[EXERCISE DESCRIPTION]: The expected output is exactly the lines below, starting at the line with "public Wikimedia wikis." and ending at the line with "const ENV_API_PATH: &str", both included; no other line belongs in it.

[EXTRACTED ENTRIES]:
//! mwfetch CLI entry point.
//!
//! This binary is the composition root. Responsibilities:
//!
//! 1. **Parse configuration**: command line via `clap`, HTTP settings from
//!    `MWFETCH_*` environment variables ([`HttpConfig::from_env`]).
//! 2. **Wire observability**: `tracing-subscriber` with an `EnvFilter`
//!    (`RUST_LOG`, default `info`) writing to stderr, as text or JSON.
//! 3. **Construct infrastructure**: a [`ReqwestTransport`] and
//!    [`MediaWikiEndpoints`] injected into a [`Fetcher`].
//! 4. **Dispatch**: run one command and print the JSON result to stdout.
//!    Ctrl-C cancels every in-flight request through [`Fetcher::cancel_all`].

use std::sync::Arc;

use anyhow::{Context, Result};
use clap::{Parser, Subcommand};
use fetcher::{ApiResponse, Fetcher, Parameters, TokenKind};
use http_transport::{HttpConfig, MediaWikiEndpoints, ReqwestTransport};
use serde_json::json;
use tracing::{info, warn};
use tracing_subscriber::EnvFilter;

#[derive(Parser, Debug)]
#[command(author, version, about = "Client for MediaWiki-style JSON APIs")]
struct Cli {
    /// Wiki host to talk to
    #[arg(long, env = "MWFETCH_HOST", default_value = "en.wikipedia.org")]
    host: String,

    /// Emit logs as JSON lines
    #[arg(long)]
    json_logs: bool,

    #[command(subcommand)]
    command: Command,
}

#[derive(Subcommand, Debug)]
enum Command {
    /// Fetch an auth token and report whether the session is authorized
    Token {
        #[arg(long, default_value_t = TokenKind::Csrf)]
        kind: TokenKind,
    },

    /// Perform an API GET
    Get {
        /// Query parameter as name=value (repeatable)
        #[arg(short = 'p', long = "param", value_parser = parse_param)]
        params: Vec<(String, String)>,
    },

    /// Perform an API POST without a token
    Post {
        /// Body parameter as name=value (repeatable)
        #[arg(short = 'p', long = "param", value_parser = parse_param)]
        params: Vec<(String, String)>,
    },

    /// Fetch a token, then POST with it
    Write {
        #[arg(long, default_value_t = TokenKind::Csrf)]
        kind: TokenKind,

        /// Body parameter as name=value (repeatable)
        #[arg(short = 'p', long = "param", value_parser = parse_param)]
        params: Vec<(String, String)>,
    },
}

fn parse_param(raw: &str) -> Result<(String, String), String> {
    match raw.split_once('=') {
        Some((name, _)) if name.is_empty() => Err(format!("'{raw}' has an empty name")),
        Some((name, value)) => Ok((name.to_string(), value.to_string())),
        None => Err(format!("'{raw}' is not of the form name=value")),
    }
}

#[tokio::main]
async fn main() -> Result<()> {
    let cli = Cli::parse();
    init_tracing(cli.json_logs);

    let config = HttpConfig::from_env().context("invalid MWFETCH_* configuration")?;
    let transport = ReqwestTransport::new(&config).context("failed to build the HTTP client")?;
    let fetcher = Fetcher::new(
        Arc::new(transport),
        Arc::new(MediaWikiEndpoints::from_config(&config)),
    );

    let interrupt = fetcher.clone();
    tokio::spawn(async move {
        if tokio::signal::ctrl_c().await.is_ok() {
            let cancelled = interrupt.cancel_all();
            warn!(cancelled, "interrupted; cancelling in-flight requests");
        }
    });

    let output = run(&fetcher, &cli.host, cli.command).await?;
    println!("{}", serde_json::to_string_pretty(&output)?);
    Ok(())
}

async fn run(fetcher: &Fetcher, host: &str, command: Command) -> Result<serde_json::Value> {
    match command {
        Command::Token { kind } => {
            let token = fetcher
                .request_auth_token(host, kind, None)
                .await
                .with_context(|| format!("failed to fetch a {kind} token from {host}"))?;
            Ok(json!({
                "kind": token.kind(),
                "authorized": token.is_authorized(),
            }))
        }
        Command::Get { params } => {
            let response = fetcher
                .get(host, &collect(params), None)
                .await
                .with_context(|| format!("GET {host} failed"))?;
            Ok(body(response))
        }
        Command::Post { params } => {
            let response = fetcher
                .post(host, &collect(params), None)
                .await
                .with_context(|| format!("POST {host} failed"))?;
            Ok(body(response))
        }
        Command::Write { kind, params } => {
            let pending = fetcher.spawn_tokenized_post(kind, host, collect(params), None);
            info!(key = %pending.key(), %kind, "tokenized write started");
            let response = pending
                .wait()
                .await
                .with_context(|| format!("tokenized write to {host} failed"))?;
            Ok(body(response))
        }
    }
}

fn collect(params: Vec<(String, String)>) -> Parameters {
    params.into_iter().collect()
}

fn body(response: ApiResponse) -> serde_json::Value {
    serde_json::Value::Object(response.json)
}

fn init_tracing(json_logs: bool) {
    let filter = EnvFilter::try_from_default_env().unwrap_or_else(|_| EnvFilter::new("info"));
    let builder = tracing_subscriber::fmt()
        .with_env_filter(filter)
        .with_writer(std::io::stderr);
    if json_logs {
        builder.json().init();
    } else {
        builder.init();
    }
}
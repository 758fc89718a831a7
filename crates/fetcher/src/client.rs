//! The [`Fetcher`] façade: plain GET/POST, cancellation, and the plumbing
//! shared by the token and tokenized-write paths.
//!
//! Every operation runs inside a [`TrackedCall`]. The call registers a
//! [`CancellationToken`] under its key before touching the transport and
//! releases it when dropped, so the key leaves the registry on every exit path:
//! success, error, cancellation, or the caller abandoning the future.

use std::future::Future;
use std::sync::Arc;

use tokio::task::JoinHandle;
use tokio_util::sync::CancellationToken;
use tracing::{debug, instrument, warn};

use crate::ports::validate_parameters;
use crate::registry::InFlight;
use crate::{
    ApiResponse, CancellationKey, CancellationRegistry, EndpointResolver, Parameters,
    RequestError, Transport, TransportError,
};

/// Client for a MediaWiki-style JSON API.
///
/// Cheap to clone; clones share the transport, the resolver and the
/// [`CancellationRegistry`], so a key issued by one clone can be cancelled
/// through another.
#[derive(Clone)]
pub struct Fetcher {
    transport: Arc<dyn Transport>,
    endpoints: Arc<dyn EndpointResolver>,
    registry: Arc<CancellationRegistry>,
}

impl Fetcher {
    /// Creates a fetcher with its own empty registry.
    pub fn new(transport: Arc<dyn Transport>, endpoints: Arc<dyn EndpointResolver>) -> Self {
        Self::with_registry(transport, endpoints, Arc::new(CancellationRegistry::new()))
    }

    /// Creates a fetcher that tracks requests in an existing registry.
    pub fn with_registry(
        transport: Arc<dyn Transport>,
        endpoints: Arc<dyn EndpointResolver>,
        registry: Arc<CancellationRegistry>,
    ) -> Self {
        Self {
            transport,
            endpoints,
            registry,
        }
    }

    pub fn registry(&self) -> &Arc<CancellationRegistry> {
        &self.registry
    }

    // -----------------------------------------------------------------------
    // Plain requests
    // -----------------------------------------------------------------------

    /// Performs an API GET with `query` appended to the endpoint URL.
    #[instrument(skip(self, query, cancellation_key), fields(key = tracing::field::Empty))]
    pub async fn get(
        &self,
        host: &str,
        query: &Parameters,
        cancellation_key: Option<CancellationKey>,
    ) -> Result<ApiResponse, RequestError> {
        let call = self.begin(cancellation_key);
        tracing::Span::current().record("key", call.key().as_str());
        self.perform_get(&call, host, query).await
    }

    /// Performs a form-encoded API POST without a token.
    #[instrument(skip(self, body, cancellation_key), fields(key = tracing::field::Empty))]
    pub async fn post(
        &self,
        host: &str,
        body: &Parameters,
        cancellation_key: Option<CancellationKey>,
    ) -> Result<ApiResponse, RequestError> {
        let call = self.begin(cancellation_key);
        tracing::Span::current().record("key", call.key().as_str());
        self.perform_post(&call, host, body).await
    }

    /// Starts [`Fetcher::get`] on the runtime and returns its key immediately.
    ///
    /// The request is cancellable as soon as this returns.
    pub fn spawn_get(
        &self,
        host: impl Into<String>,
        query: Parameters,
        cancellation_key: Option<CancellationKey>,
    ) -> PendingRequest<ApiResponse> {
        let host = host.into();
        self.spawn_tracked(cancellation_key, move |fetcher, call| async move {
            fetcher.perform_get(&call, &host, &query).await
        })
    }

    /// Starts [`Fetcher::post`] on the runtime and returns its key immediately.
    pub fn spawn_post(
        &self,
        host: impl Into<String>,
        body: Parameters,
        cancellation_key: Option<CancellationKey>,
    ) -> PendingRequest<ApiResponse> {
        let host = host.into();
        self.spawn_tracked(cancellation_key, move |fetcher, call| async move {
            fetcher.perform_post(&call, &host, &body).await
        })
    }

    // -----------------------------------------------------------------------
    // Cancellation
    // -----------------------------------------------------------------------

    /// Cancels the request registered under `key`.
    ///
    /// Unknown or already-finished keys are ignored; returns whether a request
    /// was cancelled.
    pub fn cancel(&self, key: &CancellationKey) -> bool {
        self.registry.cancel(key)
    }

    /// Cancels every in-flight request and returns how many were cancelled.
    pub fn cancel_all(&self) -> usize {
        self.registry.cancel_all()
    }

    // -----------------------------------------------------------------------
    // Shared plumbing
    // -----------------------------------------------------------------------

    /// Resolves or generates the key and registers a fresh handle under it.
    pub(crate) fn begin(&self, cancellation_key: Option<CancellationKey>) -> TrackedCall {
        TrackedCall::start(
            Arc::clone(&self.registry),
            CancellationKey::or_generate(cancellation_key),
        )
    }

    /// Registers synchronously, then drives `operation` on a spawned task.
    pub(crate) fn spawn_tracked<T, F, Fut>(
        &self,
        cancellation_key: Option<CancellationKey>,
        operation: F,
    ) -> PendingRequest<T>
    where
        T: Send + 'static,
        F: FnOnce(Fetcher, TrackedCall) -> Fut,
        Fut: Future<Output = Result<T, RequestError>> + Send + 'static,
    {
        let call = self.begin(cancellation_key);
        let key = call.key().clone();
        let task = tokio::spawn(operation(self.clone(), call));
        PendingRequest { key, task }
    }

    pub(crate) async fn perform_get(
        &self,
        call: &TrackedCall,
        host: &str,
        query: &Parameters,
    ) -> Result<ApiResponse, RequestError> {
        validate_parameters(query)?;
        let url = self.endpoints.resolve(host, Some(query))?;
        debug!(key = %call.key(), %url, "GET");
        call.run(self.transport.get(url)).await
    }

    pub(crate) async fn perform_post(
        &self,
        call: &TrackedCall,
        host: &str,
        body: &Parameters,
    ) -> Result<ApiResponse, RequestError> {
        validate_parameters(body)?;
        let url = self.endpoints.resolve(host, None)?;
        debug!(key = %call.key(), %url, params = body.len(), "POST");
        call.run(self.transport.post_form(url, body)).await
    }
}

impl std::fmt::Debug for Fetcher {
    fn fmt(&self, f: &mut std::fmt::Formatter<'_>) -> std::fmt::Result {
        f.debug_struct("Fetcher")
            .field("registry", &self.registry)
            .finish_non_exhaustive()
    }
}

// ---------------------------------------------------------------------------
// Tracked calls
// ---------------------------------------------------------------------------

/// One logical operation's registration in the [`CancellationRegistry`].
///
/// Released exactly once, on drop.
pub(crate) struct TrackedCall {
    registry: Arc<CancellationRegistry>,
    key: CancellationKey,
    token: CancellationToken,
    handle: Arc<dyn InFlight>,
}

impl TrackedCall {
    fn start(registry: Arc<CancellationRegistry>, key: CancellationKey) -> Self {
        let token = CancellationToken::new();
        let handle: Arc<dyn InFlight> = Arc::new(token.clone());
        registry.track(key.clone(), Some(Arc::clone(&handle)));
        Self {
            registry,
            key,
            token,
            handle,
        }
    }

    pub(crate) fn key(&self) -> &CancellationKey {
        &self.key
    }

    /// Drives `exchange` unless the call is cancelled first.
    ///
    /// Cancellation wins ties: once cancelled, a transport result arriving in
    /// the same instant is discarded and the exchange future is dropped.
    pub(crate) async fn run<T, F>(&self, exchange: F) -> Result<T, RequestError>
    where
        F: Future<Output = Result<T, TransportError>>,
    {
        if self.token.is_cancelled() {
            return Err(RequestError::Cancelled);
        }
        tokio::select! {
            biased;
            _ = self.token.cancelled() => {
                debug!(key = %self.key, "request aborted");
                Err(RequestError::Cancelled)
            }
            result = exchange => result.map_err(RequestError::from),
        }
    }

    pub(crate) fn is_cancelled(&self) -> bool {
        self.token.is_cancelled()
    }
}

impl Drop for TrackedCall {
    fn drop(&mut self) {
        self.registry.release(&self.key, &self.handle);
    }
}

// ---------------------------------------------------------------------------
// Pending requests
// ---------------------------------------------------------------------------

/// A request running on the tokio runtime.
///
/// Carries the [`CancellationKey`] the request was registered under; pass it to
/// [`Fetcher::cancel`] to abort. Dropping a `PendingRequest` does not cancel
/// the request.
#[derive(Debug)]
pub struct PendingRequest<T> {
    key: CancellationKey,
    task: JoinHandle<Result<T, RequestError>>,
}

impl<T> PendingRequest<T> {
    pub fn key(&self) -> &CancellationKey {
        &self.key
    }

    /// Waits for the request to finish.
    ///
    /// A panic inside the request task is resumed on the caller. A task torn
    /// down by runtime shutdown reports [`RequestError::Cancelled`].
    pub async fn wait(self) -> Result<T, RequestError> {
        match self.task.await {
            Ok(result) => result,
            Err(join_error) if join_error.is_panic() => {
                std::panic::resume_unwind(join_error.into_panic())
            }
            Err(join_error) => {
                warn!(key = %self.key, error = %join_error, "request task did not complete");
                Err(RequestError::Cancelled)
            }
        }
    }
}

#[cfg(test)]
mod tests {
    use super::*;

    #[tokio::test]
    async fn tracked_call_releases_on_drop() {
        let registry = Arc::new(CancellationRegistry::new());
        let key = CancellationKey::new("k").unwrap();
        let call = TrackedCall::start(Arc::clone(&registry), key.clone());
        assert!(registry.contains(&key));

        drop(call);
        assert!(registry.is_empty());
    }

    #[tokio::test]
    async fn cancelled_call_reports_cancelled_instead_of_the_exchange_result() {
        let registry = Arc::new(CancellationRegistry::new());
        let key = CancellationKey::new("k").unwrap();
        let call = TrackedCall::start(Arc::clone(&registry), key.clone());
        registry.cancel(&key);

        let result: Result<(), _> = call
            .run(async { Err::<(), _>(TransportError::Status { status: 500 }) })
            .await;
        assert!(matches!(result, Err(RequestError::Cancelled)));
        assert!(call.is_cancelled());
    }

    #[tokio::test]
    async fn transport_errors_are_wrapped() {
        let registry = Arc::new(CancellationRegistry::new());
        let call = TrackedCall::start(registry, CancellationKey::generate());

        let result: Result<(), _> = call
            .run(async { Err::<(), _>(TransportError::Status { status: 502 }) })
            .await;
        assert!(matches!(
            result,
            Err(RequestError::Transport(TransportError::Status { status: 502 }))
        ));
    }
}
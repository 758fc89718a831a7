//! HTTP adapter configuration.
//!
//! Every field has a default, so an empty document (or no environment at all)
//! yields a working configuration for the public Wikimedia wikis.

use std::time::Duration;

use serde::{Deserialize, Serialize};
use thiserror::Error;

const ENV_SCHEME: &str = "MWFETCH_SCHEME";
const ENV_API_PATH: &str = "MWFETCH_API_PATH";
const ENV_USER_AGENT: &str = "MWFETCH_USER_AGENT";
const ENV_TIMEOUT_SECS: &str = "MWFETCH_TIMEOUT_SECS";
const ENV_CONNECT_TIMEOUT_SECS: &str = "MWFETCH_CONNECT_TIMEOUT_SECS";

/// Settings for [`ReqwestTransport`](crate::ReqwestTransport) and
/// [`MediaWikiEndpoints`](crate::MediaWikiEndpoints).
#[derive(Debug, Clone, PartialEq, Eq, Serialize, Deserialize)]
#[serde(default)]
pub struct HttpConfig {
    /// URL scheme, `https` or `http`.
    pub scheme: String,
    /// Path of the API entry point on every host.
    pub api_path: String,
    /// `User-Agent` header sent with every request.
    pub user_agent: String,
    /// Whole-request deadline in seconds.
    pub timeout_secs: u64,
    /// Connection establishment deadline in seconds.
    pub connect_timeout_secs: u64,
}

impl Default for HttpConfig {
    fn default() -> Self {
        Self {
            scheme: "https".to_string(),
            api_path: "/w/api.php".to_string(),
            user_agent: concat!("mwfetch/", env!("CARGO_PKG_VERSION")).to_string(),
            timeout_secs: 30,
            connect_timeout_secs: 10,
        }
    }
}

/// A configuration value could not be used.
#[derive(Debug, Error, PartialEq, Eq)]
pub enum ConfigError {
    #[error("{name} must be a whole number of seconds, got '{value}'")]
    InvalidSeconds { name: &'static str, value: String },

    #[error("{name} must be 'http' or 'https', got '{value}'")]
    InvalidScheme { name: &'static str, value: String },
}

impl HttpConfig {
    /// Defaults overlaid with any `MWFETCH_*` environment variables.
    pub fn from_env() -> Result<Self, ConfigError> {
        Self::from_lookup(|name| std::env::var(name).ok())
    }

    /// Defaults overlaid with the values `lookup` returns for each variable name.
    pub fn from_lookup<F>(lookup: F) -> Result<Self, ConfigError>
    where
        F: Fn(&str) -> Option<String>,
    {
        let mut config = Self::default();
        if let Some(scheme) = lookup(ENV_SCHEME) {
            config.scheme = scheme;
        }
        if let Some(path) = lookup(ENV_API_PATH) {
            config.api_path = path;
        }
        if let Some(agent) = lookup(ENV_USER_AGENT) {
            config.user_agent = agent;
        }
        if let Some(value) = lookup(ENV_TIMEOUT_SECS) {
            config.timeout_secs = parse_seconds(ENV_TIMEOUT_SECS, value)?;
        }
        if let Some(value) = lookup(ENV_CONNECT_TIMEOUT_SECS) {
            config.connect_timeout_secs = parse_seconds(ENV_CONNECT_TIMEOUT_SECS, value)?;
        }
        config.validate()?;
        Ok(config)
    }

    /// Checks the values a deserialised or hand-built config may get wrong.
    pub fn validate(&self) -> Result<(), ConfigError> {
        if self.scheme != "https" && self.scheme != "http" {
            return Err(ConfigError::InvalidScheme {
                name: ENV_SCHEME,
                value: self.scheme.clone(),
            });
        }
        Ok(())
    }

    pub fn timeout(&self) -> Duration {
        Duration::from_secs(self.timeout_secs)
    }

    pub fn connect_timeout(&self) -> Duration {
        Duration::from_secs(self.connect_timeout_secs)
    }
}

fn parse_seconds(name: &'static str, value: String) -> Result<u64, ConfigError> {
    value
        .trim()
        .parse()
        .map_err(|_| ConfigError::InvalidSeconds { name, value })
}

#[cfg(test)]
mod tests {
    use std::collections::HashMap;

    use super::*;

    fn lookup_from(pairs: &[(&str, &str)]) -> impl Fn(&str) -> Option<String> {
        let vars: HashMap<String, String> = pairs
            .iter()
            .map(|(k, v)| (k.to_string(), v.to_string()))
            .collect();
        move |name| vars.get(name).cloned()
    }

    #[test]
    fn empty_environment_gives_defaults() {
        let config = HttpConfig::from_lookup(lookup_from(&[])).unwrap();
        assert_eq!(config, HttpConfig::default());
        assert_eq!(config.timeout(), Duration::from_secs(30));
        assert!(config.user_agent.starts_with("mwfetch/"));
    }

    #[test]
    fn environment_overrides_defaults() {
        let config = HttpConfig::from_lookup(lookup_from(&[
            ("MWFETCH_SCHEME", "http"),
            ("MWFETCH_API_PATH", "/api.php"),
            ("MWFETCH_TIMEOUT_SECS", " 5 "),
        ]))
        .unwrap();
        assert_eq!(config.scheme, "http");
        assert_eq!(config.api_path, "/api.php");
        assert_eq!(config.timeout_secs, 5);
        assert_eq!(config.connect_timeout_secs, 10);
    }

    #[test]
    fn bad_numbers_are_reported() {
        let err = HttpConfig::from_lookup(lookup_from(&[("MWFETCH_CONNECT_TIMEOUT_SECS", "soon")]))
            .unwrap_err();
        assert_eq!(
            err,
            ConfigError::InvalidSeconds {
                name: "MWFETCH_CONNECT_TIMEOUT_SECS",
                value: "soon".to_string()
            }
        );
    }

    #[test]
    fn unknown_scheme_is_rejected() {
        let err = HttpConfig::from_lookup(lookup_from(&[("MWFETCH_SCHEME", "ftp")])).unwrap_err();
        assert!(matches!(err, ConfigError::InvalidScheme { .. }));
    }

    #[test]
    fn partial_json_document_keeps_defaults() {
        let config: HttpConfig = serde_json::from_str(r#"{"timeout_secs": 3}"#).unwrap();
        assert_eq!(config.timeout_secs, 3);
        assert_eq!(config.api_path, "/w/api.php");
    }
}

[OUTPUT]:
//! yields a working configuration for the public Wikimedia wikis.

use std::time::Duration;

use serde::{Deserialize, Serialize};
use thiserror::Error;

const ENV_SCHEME: &str = "MWFETCH_SCHEME";
const ENV_API_PATH: &str = "MWFETCH_API_PATH";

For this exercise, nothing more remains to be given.